Take the issue of war: I do not want to be silly and make the clichéd polemical points, but they seem necessary. Firstly, it is an army disproportionately drawn from working class communities that is fighting and dying in the British state’s wars. I don’t suppose that there is an issue more ‘bread-and-butter’ for working class people than whether their sons and daughters should risk be risking their lives in ridiculous imperialist adventures. (I say this as someone whose cousin is currently posted in Afghanistan). Secondly, the argument that the billions spent bombing other countries could have been spent more productively on public services here is the most simple and easily understandable argument in the world to make to ordinary people. It also happens to be true.
More fundamentally, however, you cannot separate these issues because the political and cultural conditions created by a decade of war directly feed into the anxiety and division that prevent the emergence of working class unity. As Jones himself admits in the book, there is a connection between the traction gained by Islamophobia in this country and the fact that Britain is ostensibly fighting ‘Islamic fundamentalism’ abroad. In this sense, it is just not practical to say that we can sideline the “international” issues until we have a new class politics. Rather, a new class politics is only possible if it has a critique of Britain’s imperial ambitions at its centre. Sacrificing the construction of an anti-war movement in an effort to found a new class politics makes both things less likely.
One other major weakness with the book lies with its sheepishness when it came to identifying the class enemy, so to speak. We get much talk of elite politicians and journalists and the ‘middle classes’ and so on, but we get almost no mention of capitalists. The book’s index contains precisely zero entries for ‘capitalism’ or ‘capitalist’. (It also contains very little mention of socialism, except to slag off existing groups). You could pass this off as a meaningless terminological difference. It is clear where the author’s political allegiances lie.
It must be true, however, that if the left is to direct the anger created by the crisis and now austerity at those responsible, we are going to want to know who they are and give them a name. It could of course be ‘politicians’ or the ‘middle classes’, but unfortunately these categories are too diverse to form a stable enough referent for an oppositional political movement. It is also clear that having ‘politicians’ as such as a political enemy can quickly detour in a reactionary direction. The movement of the ‘indignant’ in Spain seem to have progressed slightly and has spoken of the ‘system’ as the enemy, but even this misses something. The value of the term capitalist is that it gets to the root of the division in our society –  between those who own and tell others what to do and those who do not  own and must take orders from others.
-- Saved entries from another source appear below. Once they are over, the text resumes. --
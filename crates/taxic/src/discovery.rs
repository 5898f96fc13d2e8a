//! Locating the `.taxi` sources of a build.

use std::path::{Path, PathBuf};

use tracing::debug;

use crate::manifest::{Manifest, ProjectError, MANIFEST_FILE};

/// The files to compile and how strictly.
#[derive(Debug)]
pub struct BuildInputs {
    pub files: Vec<PathBuf>,
    pub warnings_as_errors: bool,
}

/// Resolve a build path: a single file, a project directory with a
/// `taxi.toml`, or a plain directory of sources.
pub fn resolve_inputs(path: &Path) -> Result<BuildInputs, ProjectError> {
    if !path.exists() {
        return Err(ProjectError::NotFound(path.to_path_buf()));
    }
    if path.is_file() {
        return Ok(BuildInputs {
            files: vec![path.to_path_buf()],
            warnings_as_errors: false,
        });
    }

    let manifest_path = path.join(MANIFEST_FILE);
    let (root, warnings_as_errors) = if manifest_path.is_file() {
        let manifest = Manifest::from_file(&manifest_path)?;
        debug!(project = %manifest.project.name, version = %manifest.project.version, "loaded manifest");
        (
            path.join(&manifest.project.source_root),
            manifest.compiler.warnings_as_errors,
        )
    } else {
        (path.to_path_buf(), false)
    };

    if !root.is_dir() {
        return Err(ProjectError::NotFound(root));
    }
    let files: Vec<PathBuf> = discover_taxi_files(&root)?
        .into_iter()
        .map(|relative| root.join(relative))
        .collect();
    if files.is_empty() {
        return Err(ProjectError::NoSources(root));
    }
    Ok(BuildInputs {
        files,
        warnings_as_errors,
    })
}

/// Recursively discover all `.taxi` files under `root`.
///
/// Returns paths relative to `root`, sorted. Hidden entries (names starting
/// with `.`) are skipped.
pub fn discover_taxi_files(root: &Path) -> Result<Vec<PathBuf>, ProjectError> {
    let mut files = Vec::new();
    discover_recursive(root, root, &mut files).map_err(|source| ProjectError::Io {
        path: root.to_path_buf(),
        source,
    })?;
    files.sort();
    Ok(files)
}

fn discover_recursive(root: &Path, dir: &Path, files: &mut Vec<PathBuf>) -> std::io::Result<()> {
    for entry in std::fs::read_dir(dir)? {
        let entry = entry?;
        let entry_path = entry.path();
        if entry.file_name().to_string_lossy().starts_with('.') {
            continue;
        }

        if entry_path.is_dir() {
            discover_recursive(root, &entry_path, files)?;
        } else if entry_path.extension().and_then(|e| e.to_str()) == Some("taxi") {
            let relative = entry_path
                .strip_prefix(root)
                .unwrap_or(&entry_path)
                .to_path_buf();
            files.push(relative);
        }
    }
    Ok(())
}

#[cfg(test)]
mod tests {
    use super::*;
    use std::fs;

    #[test]
    fn discovers_sorted_files_and_skips_hidden() {
        let dir = tempfile::tempdir().unwrap();
        let root = dir.path();
        fs::create_dir_all(root.join("model/nested")).unwrap();
        fs::create_dir_all(root.join(".cache")).unwrap();
        fs::write(root.join("z.taxi"), "").unwrap();
        fs::write(root.join("model/a.taxi"), "").unwrap();
        fs::write(root.join("model/nested/b.taxi"), "").unwrap();
        fs::write(root.join(".cache/c.taxi"), "").unwrap();
        fs::write(root.join("notes.md"), "").unwrap();

        let files = discover_taxi_files(root).unwrap();
        assert_eq!(
            files,
            vec![
                PathBuf::from("model/a.taxi"),
                PathBuf::from("model/nested/b.taxi"),
                PathBuf::from("z.taxi"),
            ]
        );
    }

    #[test]
    fn manifest_selects_source_root() {
        let dir = tempfile::tempdir().unwrap();
        let root = dir.path();
        fs::create_dir_all(root.join("schemas")).unwrap();
        fs::write(root.join("schemas/a.taxi"), "type A").unwrap();
        fs::write(root.join("ignored.taxi"), "type B").unwrap();
        fs::write(
            root.join(MANIFEST_FILE),
            "[project]\nname = \"p\"\nversion = \"0.1.0\"\nsource_root = \"schemas\"\n\n[compiler]\nwarnings_as_errors = true\n",
        )
        .unwrap();

        let inputs = resolve_inputs(root).unwrap();
        assert_eq!(inputs.files, vec![root.join("schemas").join("a.taxi")]);
        assert!(inputs.warnings_as_errors);
    }

    #[test]
    fn empty_directory_has_no_sources() {
        let dir = tempfile::tempdir().unwrap();
        let err = resolve_inputs(dir.path()).unwrap_err();
        assert!(matches!(err, ProjectError::NoSources(_)));
    }

    #[test]
    fn missing_path_is_reported() {
        let dir = tempfile::tempdir().unwrap();
        let err = resolve_inputs(&dir.path().join("nope")).unwrap_err();
        assert!(matches!(err, ProjectError::NotFound(_)));
    }
}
These political differences aside, I would recommend Chavs to readers. The enthusiasm with which the book has been greeted reflects, I think, a desire to put to bed the obscurantism of the New Labour era on the question of class. In an age when the working class is rendered either invisible or is invoked only as a repository of an ugly ressentiment, the book reminds us of the potential political and economic power that exists largely untapped in British society. While I think the solutions to the current state of class politics offered by Chavs are limited, the author ought to be thanked for creating a space in which discussion of this topic is again possible.


[1] As a side note, I have always been slightly puzzled by the claim that the far-right talks about ‘bread-and-butter’ issues that the Left ignores. At a time when the Left and the trade unions are mounting a campaign against the biggest assault on working class interests and communities in a generation, what is the main issue for the so-called ‘populist’ far-right? Whether Nando’s chicken is Halal.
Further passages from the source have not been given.